Work required :: Report how many lines below include "context", giving the figure alone.

Data for the task ::
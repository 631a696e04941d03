//! Ride HTTP handlers.
//!
//! ```text
//! POST /rides
//! POST /rides/{ride_id}/cancel
//! ```

use std::str::FromStr;

use actix_web::{post, web, HttpResponse};
use serde::{Deserialize, Serialize};
use utoipa::ToSchema;

use crate::domain::ride_service::RideBooking;
use crate::domain::{Role, VehicleType};

use super::auth::AuthedUser;
use super::error::ApiResult;
use super::state::HttpState;
use super::validation::parse_uuid;

/// Booking request body.
#[derive(Debug, Deserialize, Serialize, ToSchema)]
pub struct CreateRideRequestBody {
    #[schema(format = "uuid")]
    pub passenger_id: String,
    pub pickup_latitude: f64,
    pub pickup_longitude: f64,
    pub pickup_address: String,
    pub destination_latitude: f64,
    pub destination_longitude: f64,
    pub destination_address: String,
    #[schema(example = "ECONOMY")]
    pub ride_type: String,
}

/// Booking response body.
#[derive(Debug, Serialize, ToSchema)]
pub struct RideResponseBody {
    #[schema(format = "uuid")]
    pub ride_id: String,
    pub ride_number: String,
    pub status: String,
    pub estimated_fare: f64,
    pub estimated_duration_minutes: i32,
    pub estimated_distance_km: f64,
}

/// Cancellation request body.
#[derive(Debug, Deserialize, Serialize, ToSchema)]
pub struct CancelRideRequestBody {
    pub reason: String,
}

/// Cancellation response body.
#[derive(Debug, Serialize, ToSchema)]
pub struct CancelRideResponseBody {
    #[schema(format = "uuid")]
    pub ride_id: String,
    pub status: String,
    #[schema(format = "date-time")]
    pub cancelled_at: String,
    pub message: String,
}

/// Request a ride.
#[utoipa::path(
    post,
    path = "/rides",
    request_body = CreateRideRequestBody,
    responses(
        (status = 201, description = "Ride requested", body = RideResponseBody),
        (status = 400, description = "Validation failure"),
        (status = 401, description = "Missing, invalid or non-passenger token")
    ),
    tags = ["rides"]
)]
#[post("/rides")]
pub async fn create_ride(
    state: web::Data<HttpState>,
    user: AuthedUser,
    body: web::Json<CreateRideRequestBody>,
) -> ApiResult<HttpResponse> {
    user.require_role(Role::Passenger)?;

    let body = body.into_inner();
    let passenger_id = parse_uuid(&body.passenger_id, "passenger_id")?;
    let ride_type = VehicleType::from_str(&body.ride_type).map_err(|_| {
        crate::domain::Error::invalid_request(format!("invalid ride_type: {}", body.ride_type))
    })?;

    let receipt = state
        .rides
        .create_ride(RideBooking {
            passenger_id,
            pickup_latitude: body.pickup_latitude,
            pickup_longitude: body.pickup_longitude,
            pickup_address: body.pickup_address,
            destination_latitude: body.destination_latitude,
            destination_longitude: body.destination_longitude,
            destination_address: body.destination_address,
            ride_type,
        })
        .await?;

    Ok(HttpResponse::Created().json(RideResponseBody {
        ride_id: receipt.ride_id.to_string(),
        ride_number: receipt.ride_number,
        status: receipt.status.to_string(),
        estimated_fare: receipt.estimated_fare,
        estimated_duration_minutes: receipt.estimated_duration_minutes,
        estimated_distance_km: receipt.estimated_distance_km,
    }))
}

/// Cancel a ride that has not been matched yet.
#[utoipa::path(
    post,
    path = "/rides/{ride_id}/cancel",
    request_body = CancelRideRequestBody,
    responses(
        (status = 200, description = "Ride cancelled", body = CancelRideResponseBody),
        (status = 404, description = "Unknown ride"),
        (status = 409, description = "Ride already matched or finished")
    ),
    params(("ride_id" = String, Path, description = "Ride identifier")),
    tags = ["rides"]
)]
#[post("/rides/{ride_id}/cancel")]
pub async fn cancel_ride(
    state: web::Data<HttpState>,
    user: AuthedUser,
    path: web::Path<String>,
    body: web::Json<CancelRideRequestBody>,
) -> ApiResult<HttpResponse> {
    user.require_role(Role::Passenger)?;

    let ride_id = parse_uuid(&path.into_inner(), "ride_id")?;
    let cancellation = state.rides.cancel_ride(ride_id, &body.reason).await?;

    Ok(HttpResponse::Ok().json(CancelRideResponseBody {
        ride_id: cancellation.ride_id.to_string(),
        status: cancellation.status.to_string(),
        cancelled_at: cancellation.cancelled_at.to_rfc3339(),
        message: "Ride cancelled successfully".to_string(),
    }))
}
//! Shared HTTP adapter state.
//!
//! Handlers accept this bundle via `actix_web::web::Data` so they only
//! depend on domain services and remain testable without I/O.

use std::sync::Arc;

use crate::domain::auth::{AuthService, JwtManager};
use crate::domain::ports::AdminQuery;
use crate::domain::{DriverCoordinator, RideCoordinator};

/// Dependency bundle for HTTP handlers.
#[derive(Clone)]
pub struct HttpState {
    pub rides: Arc<RideCoordinator>,
    pub drivers: Arc<DriverCoordinator>,
    pub auth: Arc<AuthService>,
    pub admin: Arc<dyn AdminQuery>,
    pub jwt: JwtManager,
}

impl HttpState {
    pub fn new(
        rides: Arc<RideCoordinator>,
        drivers: Arc<DriverCoordinator>,
        auth: Arc<AuthService>,
        admin: Arc<dyn AdminQuery>,
        jwt: JwtManager,
    ) -> Self {
        Self {
            rides,
            drivers,
            auth,
            admin,
            jwt,
        }
    }
}
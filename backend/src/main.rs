//! Process entry-point: wires the store, the broker, the hub and both
//! listeners, then runs until shutdown.

use std::io;
use std::sync::Arc;
use std::time::Duration;

use actix_web::{web, App, HttpServer};
use tracing::{info, warn};
use tracing_subscriber::{fmt, EnvFilter};
#[cfg(debug_assertions)]
use utoipa::OpenApi;
#[cfg(debug_assertions)]
use utoipa_swagger_ui::SwaggerUi;

use backend::config::AppConfig;
use backend::domain::auth::{AuthService, JwtManager};
use backend::domain::messages::{
    DriverResponseMessage, LocationUpdateMessage, PassengerInfoMessage, RideRequestedMessage,
    RideStatusUpdateMessage,
};
use backend::domain::ports::{AdminQuery, BusError, ClientPush, EventPublisher};
use backend::domain::{DriverCoordinator, RideCoordinator};
use backend::inbound::http::{admin, drivers, rides, users, HttpState};
use backend::inbound::ws::{self, HubStreams, SessionHub, WsState};
use backend::outbound::bus::{
    spawn_consumer, BusClient, LapinEventPublisher, DRIVER_MATCHING, DRIVER_RESPONSES,
    DRIVER_STATUS_UPDATES, LOCATION_UPDATES_RIDE, RIDE_REQUESTS,
};
use backend::outbound::persistence::{
    DbPool, DieselAdminQuery, DieselDriverRepository, DieselRideRepository, DieselUserRepository,
};
#[cfg(debug_assertions)]
use backend::ApiDoc;

fn fatal(context: &'static str) -> impl FnOnce(BusError) -> io::Error {
    move |err| io::Error::other(format!("{context}: {err}"))
}

#[actix_web::main]
async fn main() -> io::Result<()> {
    if let Err(e) = fmt()
        .with_env_filter(EnvFilter::from_default_env())
        .json()
        .try_init()
    {
        warn!(error = %e, "tracing init failed");
    }

    let cfg = AppConfig::from_env();

    let pool = DbPool::connect(&cfg.database.url())
        .await
        .map_err(|err| io::Error::other(format!("database connect: {err}")))?;
    info!(host = %cfg.database.host, "database pool ready");

    let bus = BusClient::connect(&cfg.broker.url())
        .await
        .map_err(|err| io::Error::other(format!("broker connect: {err}")))?;

    let jwt = JwtManager::with_default_ttls(cfg.jwt_secret.as_bytes());
    let publisher: Arc<dyn EventPublisher> = Arc::new(LapinEventPublisher::new(bus.channel()));
    let (hub, streams) = SessionHub::new();
    let sessions: Arc<dyn ClientPush> = hub.clone();

    let rides_coord = Arc::new(RideCoordinator::new(
        Arc::new(DieselRideRepository::new(pool.clone())),
        publisher.clone(),
        sessions.clone(),
    ));
    let drivers_coord = Arc::new(DriverCoordinator::new(
        Arc::new(DieselDriverRepository::new(pool.clone())),
        publisher.clone(),
        sessions,
    ));
    let auth = Arc::new(AuthService::new(
        Arc::new(DieselUserRepository::new(pool.clone())),
        jwt.clone(),
    ));
    let admin_query: Arc<dyn AdminQuery> = Arc::new(DieselAdminQuery::new(pool));

    start_consumers(&bus, rides_coord.clone(), drivers_coord.clone()).await?;
    start_forward_loops(streams, rides_coord.clone(), drivers_coord.clone());

    let http_state = HttpState::new(
        rides_coord,
        drivers_coord,
        auth,
        admin_query,
        jwt.clone(),
    );
    let ws_state = WsState::new(hub, jwt);

    // The REST API answers on the WS_PORT value; the WebSocket listener on
    // RIDE_SERVICE_PORT.
    let api_addr = ("0.0.0.0", cfg.ws_port);
    let ws_addr = ("0.0.0.0", cfg.services.ride);

    let api_server = HttpServer::new(move || {
        let mut app = App::new()
            .app_data(web::Data::new(http_state.clone()))
            .service(users::register)
            .service(users::login)
            .service(users::refresh)
            .service(rides::create_ride)
            .service(rides::cancel_ride)
            .service(drivers::go_online)
            .service(drivers::go_offline)
            .service(drivers::update_location)
            .service(drivers::start_ride)
            .service(drivers::complete_ride)
            .service(admin::overview)
            .service(admin::active_rides)
            .service(admin::online_drivers)
            .service(admin::metrics);

        #[cfg(debug_assertions)]
        {
            app = app
                .service(SwaggerUi::new("/docs/{_:.*}").url("/api-docs/openapi.json", ApiDoc::openapi()));
        }

        app
    })
    .client_request_timeout(Duration::from_secs(10))
    .bind(api_addr)?;

    let ws_server = HttpServer::new(move || {
        App::new()
            .app_data(web::Data::new(ws_state.clone()))
            .service(ws::driver_entry)
            .service(ws::passenger_entry)
    })
    .bind(ws_addr)?
    .disable_signals();

    info!(api_port = api_addr.1, ws_port = ws_addr.1, "listeners starting");
    let (api_result, ws_result) = tokio::join!(api_server.run(), ws_server.run());
    api_result.and(ws_result)
}

/// Bind the queue consumers that feed the coordinators.
async fn start_consumers(
    bus: &BusClient,
    rides_coord: Arc<RideCoordinator>,
    drivers_coord: Arc<DriverCoordinator>,
) -> io::Result<()> {
    {
        let coordinator = rides_coord.clone();
        spawn_consumer(
            bus.consumer_channel().await.map_err(fatal("consumer channel"))?,
            DRIVER_RESPONSES,
            move |msg: DriverResponseMessage| {
                let coordinator = coordinator.clone();
                async move { coordinator.handle_driver_response(msg).await }
            },
        )
        .await
        .map_err(fatal("driver responses consumer"))?;
    }

    {
        let coordinator = rides_coord.clone();
        spawn_consumer(
            bus.consumer_channel().await.map_err(fatal("consumer channel"))?,
            DRIVER_STATUS_UPDATES,
            move |msg: RideStatusUpdateMessage| {
                let coordinator = coordinator.clone();
                async move { coordinator.handle_status_update(msg).await }
            },
        )
        .await
        .map_err(fatal("ride status consumer"))?;
    }

    {
        let coordinator = rides_coord;
        spawn_consumer(
            bus.consumer_channel().await.map_err(fatal("consumer channel"))?,
            LOCATION_UPDATES_RIDE,
            move |msg: LocationUpdateMessage| {
                let coordinator = coordinator.clone();
                async move { coordinator.handle_location_update(msg).await }
            },
        )
        .await
        .map_err(fatal("location updates consumer"))?;
    }

    {
        let coordinator = drivers_coord.clone();
        spawn_consumer(
            bus.consumer_channel().await.map_err(fatal("consumer channel"))?,
            RIDE_REQUESTS,
            move |msg: RideRequestedMessage| {
                let coordinator = coordinator.clone();
                async move { coordinator.handle_ride_offer(msg).await }
            },
        )
        .await
        .map_err(fatal("ride requests consumer"))?;
    }

    {
        let coordinator = drivers_coord;
        spawn_consumer(
            bus.consumer_channel().await.map_err(fatal("consumer channel"))?,
            DRIVER_MATCHING,
            move |msg: PassengerInfoMessage| {
                let coordinator = coordinator.clone();
                async move { coordinator.handle_passenger_info(msg).await }
            },
        )
        .await
        .map_err(fatal("passenger info consumer"))?;
    }

    Ok(())
}

/// Spawn the loops draining hub channels back onto the broker.
fn start_forward_loops(
    streams: HubStreams,
    rides_coord: Arc<RideCoordinator>,
    drivers_coord: Arc<DriverCoordinator>,
) {
    let HubStreams {
        driver_responses,
        passenger_info,
        location_updates,
    } = streams;

    {
        let coordinator = drivers_coord.clone();
        tokio::spawn(async move { coordinator.forward_driver_responses(driver_responses).await });
    }
    {
        let coordinator = rides_coord;
        tokio::spawn(async move { coordinator.forward_passenger_info(passenger_info).await });
    }
    tokio::spawn(async move { drivers_coord.forward_location_updates(location_updates).await });
}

Output for this task :: 2